> _THE PROBLEM_: Check every line of the entries below for the word "parts", then give only the number of lines that have it.

> _EXERCISE INPUTS_:
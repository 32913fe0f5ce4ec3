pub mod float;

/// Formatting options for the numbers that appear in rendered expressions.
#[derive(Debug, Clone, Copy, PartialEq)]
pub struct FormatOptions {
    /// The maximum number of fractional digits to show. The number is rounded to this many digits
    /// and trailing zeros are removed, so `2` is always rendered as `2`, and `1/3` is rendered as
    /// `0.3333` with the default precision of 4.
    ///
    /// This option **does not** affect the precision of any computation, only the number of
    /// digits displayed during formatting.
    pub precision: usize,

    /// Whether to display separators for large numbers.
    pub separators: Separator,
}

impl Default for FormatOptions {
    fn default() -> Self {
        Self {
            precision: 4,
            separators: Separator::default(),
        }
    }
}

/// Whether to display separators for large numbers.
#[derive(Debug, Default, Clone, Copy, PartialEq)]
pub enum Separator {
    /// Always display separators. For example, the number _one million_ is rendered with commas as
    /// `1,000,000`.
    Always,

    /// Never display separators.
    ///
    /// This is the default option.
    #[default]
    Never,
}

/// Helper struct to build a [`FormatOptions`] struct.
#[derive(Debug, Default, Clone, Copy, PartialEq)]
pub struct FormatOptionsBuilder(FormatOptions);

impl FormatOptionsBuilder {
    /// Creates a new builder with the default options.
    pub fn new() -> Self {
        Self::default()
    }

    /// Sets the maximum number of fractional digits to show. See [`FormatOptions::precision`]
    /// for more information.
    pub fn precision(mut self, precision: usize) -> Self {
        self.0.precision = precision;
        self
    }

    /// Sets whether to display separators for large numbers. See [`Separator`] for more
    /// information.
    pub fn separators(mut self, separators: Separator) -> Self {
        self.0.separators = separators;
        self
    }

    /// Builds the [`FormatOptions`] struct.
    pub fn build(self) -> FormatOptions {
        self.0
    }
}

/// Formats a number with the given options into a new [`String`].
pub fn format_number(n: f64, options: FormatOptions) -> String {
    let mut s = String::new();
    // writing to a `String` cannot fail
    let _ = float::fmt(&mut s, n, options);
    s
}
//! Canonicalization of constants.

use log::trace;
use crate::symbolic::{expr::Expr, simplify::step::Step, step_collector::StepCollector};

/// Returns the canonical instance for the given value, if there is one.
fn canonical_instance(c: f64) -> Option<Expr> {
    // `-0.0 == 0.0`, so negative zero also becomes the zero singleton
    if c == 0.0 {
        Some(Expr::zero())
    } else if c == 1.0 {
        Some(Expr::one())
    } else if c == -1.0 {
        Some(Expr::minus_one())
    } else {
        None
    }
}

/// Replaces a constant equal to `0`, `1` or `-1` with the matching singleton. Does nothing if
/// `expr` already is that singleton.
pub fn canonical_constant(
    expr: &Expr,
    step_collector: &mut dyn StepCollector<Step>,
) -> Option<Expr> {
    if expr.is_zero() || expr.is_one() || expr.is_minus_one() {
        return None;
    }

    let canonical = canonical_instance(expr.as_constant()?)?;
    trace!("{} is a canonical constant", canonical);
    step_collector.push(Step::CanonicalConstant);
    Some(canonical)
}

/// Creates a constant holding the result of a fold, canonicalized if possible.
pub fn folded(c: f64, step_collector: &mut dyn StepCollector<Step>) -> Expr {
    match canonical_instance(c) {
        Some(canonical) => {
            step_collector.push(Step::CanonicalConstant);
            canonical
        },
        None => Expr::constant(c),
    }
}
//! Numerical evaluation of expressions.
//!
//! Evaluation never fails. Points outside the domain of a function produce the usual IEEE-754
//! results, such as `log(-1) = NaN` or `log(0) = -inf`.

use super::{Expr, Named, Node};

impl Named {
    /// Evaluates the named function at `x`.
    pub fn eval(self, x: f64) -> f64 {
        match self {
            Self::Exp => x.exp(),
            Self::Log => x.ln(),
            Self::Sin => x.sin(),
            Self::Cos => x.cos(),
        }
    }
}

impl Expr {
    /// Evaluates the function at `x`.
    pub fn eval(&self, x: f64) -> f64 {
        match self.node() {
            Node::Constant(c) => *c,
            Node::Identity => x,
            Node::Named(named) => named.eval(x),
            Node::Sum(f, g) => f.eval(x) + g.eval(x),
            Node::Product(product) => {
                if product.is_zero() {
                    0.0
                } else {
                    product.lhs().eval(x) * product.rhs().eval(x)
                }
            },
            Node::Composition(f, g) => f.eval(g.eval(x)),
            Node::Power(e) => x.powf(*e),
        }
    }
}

* * *

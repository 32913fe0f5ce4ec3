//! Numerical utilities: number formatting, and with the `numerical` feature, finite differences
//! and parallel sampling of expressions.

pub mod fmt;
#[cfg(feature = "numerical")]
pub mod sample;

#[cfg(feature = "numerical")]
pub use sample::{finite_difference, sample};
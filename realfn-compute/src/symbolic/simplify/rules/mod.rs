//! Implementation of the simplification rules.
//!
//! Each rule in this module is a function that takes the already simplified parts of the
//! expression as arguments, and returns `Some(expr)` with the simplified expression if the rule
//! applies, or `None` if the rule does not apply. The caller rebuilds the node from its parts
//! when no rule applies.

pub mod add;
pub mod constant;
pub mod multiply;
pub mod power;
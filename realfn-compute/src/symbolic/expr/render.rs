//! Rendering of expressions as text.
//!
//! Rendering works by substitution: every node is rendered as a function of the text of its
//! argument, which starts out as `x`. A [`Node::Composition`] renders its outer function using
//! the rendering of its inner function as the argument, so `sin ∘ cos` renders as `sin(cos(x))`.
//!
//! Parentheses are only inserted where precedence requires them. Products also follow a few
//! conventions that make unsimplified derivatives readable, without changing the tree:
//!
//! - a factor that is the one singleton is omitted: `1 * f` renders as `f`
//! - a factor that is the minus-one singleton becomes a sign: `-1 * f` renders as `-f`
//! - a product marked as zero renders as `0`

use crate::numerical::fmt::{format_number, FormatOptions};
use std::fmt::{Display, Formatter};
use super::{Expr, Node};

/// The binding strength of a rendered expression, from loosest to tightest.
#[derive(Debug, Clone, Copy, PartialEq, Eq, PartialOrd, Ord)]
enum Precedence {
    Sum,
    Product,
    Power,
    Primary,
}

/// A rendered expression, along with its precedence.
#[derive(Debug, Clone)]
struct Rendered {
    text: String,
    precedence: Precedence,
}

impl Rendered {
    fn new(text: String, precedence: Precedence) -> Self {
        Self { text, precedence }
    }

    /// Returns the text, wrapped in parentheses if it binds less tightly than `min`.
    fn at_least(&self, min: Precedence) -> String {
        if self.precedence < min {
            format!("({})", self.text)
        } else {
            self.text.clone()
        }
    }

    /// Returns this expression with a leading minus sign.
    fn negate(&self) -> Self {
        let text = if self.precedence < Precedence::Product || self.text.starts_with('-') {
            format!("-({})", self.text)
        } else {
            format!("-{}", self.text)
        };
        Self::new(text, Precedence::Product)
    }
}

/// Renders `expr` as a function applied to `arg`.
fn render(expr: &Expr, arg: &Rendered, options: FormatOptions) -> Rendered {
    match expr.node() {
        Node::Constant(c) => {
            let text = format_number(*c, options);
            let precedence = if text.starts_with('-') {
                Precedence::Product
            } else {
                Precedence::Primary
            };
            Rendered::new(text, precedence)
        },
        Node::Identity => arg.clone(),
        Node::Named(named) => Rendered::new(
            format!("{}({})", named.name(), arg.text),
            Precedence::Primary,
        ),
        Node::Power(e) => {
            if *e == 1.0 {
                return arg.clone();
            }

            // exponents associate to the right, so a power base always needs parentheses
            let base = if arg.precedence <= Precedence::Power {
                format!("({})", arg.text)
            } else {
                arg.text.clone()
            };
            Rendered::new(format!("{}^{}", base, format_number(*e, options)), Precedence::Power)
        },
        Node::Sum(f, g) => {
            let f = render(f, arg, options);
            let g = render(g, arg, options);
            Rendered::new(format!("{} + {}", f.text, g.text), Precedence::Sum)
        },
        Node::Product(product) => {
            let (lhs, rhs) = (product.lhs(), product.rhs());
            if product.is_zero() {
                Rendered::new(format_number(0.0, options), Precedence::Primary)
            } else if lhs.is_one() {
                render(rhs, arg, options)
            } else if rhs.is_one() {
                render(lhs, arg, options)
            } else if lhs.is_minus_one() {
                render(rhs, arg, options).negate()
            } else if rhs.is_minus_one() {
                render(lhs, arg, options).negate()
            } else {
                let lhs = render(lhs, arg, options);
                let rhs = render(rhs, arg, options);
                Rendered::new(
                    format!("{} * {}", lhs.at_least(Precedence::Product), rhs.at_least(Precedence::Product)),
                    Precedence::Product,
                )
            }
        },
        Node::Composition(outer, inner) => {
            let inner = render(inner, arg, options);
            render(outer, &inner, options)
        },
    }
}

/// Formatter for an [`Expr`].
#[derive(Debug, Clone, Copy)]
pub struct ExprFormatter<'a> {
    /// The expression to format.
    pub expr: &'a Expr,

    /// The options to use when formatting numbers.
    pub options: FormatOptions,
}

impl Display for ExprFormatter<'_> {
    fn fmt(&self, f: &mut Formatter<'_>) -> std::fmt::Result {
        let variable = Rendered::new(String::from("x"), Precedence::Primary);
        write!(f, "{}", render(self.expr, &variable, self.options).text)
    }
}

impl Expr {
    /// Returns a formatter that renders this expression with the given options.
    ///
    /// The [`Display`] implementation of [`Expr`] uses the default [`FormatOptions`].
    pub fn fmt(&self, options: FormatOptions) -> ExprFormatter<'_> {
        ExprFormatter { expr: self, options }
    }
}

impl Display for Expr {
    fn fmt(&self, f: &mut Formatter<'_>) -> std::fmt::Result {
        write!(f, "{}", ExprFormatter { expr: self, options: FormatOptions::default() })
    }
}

==

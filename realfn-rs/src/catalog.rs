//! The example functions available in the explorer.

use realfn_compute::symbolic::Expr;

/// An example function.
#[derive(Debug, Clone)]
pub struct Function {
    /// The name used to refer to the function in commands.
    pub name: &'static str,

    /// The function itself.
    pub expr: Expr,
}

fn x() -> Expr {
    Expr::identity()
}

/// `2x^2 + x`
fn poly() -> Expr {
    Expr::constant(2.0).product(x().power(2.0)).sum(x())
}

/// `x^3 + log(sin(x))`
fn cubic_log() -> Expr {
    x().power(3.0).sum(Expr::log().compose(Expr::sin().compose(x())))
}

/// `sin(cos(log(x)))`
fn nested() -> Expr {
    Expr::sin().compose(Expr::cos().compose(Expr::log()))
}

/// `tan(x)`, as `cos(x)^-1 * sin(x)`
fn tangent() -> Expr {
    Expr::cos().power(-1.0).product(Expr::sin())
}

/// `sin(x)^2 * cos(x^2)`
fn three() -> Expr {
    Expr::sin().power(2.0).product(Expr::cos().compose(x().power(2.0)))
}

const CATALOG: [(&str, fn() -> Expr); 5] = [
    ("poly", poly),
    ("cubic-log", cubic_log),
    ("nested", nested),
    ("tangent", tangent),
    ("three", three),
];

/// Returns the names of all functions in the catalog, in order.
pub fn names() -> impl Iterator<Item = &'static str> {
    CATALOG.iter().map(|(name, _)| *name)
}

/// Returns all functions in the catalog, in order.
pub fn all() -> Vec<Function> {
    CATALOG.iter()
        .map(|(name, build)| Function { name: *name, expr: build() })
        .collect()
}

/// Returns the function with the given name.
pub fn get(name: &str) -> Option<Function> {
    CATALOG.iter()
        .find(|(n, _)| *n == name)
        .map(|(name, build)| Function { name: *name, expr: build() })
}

> _FINISHED EXERCISE_: 2